_SUPPLIED MATERIAL_.
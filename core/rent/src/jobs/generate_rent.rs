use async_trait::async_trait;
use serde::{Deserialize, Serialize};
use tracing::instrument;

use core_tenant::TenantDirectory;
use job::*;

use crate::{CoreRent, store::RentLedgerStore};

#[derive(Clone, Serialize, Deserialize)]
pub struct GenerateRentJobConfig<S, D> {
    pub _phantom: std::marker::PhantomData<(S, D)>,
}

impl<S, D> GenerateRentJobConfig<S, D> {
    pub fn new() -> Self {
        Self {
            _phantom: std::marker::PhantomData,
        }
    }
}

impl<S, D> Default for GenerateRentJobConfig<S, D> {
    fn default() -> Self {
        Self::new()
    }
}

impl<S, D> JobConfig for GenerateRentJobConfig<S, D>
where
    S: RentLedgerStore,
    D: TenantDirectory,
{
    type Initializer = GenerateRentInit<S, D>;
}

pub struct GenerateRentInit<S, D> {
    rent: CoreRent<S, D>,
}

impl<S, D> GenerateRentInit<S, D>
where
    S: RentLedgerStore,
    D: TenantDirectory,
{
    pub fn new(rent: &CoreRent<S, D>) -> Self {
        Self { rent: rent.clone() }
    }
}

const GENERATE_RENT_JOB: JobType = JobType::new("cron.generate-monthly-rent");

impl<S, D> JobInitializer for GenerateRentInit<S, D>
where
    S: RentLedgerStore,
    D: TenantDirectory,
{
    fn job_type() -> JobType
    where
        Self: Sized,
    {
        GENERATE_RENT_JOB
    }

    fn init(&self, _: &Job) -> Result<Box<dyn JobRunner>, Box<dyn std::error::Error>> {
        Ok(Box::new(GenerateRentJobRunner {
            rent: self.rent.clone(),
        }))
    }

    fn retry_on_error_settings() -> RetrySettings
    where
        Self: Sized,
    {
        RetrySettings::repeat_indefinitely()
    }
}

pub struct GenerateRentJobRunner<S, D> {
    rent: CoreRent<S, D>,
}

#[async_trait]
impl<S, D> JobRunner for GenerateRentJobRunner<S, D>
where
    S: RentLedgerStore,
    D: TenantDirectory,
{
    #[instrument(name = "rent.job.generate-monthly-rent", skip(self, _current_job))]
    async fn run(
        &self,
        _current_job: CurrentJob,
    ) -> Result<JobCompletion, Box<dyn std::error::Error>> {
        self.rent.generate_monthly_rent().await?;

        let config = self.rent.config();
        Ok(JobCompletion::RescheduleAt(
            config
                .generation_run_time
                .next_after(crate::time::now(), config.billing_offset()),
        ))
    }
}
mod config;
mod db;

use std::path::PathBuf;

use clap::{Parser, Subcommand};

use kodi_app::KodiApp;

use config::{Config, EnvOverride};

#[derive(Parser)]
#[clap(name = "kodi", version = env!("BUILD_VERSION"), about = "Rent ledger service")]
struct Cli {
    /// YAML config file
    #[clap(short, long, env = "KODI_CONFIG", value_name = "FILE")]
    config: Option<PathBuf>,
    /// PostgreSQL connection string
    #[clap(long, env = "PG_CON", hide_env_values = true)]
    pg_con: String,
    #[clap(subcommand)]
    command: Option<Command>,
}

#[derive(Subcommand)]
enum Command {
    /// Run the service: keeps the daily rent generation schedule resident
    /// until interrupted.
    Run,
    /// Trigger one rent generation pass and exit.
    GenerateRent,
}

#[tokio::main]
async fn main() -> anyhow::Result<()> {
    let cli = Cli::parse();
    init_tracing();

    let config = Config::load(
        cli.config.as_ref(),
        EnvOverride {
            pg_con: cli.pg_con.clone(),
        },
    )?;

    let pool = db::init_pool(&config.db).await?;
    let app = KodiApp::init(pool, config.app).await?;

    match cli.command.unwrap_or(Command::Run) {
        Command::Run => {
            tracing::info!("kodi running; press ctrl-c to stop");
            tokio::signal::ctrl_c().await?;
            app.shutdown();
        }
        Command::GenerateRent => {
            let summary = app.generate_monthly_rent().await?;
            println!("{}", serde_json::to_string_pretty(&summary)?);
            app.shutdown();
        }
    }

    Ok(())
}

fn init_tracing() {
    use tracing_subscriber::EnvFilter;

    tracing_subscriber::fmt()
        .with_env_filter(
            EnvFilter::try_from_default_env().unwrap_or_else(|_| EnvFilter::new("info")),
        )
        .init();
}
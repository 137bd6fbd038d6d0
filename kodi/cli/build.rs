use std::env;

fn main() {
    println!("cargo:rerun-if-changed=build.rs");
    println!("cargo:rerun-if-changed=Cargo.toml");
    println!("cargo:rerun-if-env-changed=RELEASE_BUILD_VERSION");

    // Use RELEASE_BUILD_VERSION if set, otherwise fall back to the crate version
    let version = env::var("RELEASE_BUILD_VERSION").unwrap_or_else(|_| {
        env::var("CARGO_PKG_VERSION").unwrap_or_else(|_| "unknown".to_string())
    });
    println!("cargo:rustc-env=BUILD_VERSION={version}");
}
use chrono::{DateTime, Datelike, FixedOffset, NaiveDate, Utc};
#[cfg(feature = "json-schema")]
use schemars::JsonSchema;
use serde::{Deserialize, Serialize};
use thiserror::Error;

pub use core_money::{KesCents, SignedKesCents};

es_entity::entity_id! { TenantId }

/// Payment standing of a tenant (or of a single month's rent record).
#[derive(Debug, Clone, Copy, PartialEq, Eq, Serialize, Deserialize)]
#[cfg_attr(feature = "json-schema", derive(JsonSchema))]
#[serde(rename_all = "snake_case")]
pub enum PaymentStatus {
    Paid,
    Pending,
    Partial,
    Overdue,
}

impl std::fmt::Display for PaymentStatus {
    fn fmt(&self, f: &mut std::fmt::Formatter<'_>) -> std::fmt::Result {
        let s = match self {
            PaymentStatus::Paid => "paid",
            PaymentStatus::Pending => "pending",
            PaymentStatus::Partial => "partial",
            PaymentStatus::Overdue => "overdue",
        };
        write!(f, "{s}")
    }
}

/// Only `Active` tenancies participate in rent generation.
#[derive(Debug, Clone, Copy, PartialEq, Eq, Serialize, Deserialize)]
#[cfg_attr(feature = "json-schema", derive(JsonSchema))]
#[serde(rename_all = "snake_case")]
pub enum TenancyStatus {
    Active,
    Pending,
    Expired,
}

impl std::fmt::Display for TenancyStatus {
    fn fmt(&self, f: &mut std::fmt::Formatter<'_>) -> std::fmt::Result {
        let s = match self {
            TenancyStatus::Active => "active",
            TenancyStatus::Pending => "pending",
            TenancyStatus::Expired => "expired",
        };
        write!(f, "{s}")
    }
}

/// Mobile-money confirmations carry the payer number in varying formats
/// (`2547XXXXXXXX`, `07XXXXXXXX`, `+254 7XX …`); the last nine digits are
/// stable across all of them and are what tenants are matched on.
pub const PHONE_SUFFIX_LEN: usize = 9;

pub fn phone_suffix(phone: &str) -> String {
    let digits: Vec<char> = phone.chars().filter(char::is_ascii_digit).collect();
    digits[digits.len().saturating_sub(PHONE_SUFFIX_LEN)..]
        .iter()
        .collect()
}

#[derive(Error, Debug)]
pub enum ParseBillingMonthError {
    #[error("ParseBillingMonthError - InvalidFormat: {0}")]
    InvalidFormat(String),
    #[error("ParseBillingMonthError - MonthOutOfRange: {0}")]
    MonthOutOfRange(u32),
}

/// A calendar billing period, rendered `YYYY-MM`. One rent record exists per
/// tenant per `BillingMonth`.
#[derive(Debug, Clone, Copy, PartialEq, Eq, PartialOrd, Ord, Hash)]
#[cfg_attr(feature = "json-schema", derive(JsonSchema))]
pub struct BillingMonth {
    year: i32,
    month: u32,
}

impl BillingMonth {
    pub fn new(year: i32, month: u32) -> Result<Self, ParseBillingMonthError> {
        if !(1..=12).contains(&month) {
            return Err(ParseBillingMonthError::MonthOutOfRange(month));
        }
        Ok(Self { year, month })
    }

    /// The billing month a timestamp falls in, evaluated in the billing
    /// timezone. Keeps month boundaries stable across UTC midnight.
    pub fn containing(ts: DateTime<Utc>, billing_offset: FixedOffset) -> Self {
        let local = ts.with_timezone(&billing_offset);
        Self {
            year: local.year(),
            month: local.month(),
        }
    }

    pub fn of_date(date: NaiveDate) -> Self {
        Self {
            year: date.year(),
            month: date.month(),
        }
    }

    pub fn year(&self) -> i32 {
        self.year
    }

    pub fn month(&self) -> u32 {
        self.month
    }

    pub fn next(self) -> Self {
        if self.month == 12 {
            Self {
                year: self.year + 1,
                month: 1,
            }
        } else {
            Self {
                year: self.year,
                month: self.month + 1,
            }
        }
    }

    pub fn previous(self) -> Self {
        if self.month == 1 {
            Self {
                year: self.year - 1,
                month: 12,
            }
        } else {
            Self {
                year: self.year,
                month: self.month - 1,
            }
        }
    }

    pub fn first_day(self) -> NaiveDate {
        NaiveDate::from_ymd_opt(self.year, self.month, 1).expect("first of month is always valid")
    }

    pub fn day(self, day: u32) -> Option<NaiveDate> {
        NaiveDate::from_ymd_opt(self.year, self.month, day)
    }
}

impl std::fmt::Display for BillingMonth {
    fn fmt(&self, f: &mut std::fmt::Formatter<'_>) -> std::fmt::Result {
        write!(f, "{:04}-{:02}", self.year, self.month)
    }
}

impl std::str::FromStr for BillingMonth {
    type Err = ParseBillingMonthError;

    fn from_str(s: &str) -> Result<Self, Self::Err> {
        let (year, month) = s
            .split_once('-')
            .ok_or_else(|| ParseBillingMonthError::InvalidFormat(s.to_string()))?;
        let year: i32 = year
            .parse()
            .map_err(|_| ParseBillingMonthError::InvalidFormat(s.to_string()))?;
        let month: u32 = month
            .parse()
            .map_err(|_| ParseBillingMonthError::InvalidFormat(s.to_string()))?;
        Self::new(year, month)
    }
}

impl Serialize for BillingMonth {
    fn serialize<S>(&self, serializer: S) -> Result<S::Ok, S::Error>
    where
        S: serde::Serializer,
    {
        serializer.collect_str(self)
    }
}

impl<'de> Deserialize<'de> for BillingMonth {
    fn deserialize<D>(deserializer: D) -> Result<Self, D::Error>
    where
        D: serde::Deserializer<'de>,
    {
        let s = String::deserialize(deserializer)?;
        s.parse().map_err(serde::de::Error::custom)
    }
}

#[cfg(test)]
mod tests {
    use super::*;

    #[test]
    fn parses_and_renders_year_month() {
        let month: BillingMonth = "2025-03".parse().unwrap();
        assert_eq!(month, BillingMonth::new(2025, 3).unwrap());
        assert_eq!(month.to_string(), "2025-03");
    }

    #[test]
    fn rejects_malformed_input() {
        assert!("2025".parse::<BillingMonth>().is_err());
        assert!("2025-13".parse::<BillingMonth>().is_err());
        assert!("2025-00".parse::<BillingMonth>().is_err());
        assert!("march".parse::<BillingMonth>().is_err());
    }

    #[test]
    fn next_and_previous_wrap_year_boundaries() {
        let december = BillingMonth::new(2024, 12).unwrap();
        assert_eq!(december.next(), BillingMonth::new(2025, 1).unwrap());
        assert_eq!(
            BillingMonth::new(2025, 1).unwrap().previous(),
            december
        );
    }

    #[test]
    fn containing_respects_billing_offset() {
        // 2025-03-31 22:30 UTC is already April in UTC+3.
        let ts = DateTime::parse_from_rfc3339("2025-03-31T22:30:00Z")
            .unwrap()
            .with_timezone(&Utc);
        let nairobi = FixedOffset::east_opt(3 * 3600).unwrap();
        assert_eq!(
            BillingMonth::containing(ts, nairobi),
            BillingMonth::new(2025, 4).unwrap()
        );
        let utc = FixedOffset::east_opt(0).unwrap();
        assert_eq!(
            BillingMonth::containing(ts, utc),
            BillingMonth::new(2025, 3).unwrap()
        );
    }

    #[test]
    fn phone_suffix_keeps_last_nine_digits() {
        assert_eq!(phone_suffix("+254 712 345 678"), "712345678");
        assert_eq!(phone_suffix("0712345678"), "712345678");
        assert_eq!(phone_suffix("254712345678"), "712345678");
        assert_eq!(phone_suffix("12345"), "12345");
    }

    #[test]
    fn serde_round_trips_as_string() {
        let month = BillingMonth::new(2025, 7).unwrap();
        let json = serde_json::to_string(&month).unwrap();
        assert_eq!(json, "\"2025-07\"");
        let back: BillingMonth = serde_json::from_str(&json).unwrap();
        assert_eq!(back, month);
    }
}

--

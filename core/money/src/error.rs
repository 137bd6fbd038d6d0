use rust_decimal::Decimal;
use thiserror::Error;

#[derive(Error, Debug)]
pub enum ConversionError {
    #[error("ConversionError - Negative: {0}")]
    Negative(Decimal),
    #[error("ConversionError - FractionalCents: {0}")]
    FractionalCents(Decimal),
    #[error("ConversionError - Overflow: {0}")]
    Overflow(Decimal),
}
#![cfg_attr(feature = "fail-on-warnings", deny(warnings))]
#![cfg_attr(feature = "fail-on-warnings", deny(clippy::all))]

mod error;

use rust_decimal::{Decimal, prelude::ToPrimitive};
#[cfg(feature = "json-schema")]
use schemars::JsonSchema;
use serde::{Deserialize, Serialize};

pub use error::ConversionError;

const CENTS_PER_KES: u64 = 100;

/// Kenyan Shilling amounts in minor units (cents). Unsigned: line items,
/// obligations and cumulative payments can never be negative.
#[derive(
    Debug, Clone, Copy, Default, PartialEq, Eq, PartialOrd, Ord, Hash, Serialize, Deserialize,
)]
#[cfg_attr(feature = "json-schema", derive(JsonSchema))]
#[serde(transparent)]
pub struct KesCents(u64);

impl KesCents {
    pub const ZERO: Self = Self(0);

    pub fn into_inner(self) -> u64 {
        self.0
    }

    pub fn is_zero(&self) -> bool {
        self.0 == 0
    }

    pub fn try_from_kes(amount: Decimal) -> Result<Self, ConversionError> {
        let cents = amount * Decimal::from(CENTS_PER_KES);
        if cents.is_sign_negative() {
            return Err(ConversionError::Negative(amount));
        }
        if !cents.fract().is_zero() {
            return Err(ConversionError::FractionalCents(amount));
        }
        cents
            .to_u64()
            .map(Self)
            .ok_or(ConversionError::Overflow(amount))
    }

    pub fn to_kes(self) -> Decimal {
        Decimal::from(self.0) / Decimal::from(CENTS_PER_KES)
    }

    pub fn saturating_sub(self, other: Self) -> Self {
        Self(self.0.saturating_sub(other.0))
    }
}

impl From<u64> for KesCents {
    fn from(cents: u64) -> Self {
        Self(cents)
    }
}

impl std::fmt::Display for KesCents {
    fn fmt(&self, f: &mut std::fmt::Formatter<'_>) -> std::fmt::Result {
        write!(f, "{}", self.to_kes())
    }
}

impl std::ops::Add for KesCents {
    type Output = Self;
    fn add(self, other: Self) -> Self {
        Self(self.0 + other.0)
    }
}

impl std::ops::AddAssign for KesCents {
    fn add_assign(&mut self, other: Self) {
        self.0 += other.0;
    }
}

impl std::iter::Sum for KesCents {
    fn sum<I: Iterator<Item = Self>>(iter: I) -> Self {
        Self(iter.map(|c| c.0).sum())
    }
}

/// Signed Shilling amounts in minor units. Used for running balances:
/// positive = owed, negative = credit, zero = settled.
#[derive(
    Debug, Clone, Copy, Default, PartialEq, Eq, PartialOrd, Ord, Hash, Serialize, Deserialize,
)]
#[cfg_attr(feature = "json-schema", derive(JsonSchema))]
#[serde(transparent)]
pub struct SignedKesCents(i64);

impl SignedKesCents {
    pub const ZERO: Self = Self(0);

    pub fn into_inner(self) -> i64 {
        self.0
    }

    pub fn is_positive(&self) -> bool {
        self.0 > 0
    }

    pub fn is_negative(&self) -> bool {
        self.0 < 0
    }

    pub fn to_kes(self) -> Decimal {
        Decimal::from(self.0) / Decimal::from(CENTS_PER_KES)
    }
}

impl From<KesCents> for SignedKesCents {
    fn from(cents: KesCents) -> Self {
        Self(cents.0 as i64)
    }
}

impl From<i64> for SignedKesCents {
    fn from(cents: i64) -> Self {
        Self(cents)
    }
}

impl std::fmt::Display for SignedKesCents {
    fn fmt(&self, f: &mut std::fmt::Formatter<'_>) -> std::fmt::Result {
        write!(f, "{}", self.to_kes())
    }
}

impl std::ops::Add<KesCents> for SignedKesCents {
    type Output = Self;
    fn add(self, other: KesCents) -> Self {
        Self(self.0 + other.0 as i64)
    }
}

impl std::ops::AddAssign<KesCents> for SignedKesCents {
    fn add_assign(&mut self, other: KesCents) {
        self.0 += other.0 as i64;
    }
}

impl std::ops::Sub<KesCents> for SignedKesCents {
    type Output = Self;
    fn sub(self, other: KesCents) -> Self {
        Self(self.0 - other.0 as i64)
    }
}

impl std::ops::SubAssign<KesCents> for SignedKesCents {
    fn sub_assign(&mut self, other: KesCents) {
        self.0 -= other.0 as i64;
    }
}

* * *

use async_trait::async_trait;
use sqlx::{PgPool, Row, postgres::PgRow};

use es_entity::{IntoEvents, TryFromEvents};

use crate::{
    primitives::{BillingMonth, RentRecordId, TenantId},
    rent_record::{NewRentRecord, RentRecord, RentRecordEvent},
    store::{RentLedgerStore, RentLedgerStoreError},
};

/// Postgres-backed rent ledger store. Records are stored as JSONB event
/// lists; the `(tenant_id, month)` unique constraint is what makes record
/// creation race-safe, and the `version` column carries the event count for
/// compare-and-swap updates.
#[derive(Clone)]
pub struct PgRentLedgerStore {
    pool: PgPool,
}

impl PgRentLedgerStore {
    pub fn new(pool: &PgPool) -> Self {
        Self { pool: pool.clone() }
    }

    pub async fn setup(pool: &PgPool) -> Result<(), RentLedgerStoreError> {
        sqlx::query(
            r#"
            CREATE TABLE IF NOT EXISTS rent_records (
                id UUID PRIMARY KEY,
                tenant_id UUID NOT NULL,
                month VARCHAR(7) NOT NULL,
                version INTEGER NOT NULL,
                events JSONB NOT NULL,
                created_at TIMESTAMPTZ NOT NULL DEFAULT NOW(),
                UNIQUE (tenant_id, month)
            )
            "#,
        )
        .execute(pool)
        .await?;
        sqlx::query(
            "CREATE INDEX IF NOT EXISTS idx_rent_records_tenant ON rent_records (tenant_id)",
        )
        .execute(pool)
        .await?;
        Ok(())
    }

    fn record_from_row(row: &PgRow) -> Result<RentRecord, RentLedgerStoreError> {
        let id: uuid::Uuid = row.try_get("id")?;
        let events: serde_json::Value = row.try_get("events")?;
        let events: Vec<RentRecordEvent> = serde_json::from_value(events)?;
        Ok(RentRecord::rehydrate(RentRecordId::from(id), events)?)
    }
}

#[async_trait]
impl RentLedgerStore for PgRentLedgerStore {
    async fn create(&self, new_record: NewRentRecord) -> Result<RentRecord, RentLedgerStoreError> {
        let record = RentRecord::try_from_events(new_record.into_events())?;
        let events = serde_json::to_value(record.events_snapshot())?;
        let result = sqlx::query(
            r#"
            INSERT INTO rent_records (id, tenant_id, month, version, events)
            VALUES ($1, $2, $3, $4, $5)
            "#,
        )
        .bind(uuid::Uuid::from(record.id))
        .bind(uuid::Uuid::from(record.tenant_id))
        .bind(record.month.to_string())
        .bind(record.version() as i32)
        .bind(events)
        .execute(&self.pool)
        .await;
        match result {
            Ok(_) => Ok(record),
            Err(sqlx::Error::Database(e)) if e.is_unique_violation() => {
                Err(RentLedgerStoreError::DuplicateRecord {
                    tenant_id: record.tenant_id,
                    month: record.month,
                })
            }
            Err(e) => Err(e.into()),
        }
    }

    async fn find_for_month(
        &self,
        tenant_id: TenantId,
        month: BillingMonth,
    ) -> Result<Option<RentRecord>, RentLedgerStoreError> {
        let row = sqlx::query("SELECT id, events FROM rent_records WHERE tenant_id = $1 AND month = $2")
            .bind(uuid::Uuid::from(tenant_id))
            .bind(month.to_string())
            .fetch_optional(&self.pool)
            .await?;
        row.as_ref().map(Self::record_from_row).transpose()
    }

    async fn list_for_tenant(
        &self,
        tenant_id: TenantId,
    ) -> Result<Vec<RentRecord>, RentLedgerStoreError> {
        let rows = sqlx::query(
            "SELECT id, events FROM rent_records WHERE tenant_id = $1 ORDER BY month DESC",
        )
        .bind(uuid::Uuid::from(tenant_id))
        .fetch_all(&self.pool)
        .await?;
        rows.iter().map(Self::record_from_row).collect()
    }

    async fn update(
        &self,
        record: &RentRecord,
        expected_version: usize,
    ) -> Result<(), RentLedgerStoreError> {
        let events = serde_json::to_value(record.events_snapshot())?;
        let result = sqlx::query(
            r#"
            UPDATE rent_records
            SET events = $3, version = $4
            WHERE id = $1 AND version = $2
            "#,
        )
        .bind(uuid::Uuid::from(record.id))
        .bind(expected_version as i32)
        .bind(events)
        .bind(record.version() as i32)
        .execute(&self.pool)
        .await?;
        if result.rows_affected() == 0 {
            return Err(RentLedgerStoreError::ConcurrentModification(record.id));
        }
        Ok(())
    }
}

_WHAT NEEDS TO BE DONE_. Each line in the data where the string "bool" occurs should be identified and copied.

_RESPONSE_.
    pub fn is_zero(&self) -> bool {
    pub fn is_positive(&self) -> bool {
    pub fn is_negative(&self) -> bool {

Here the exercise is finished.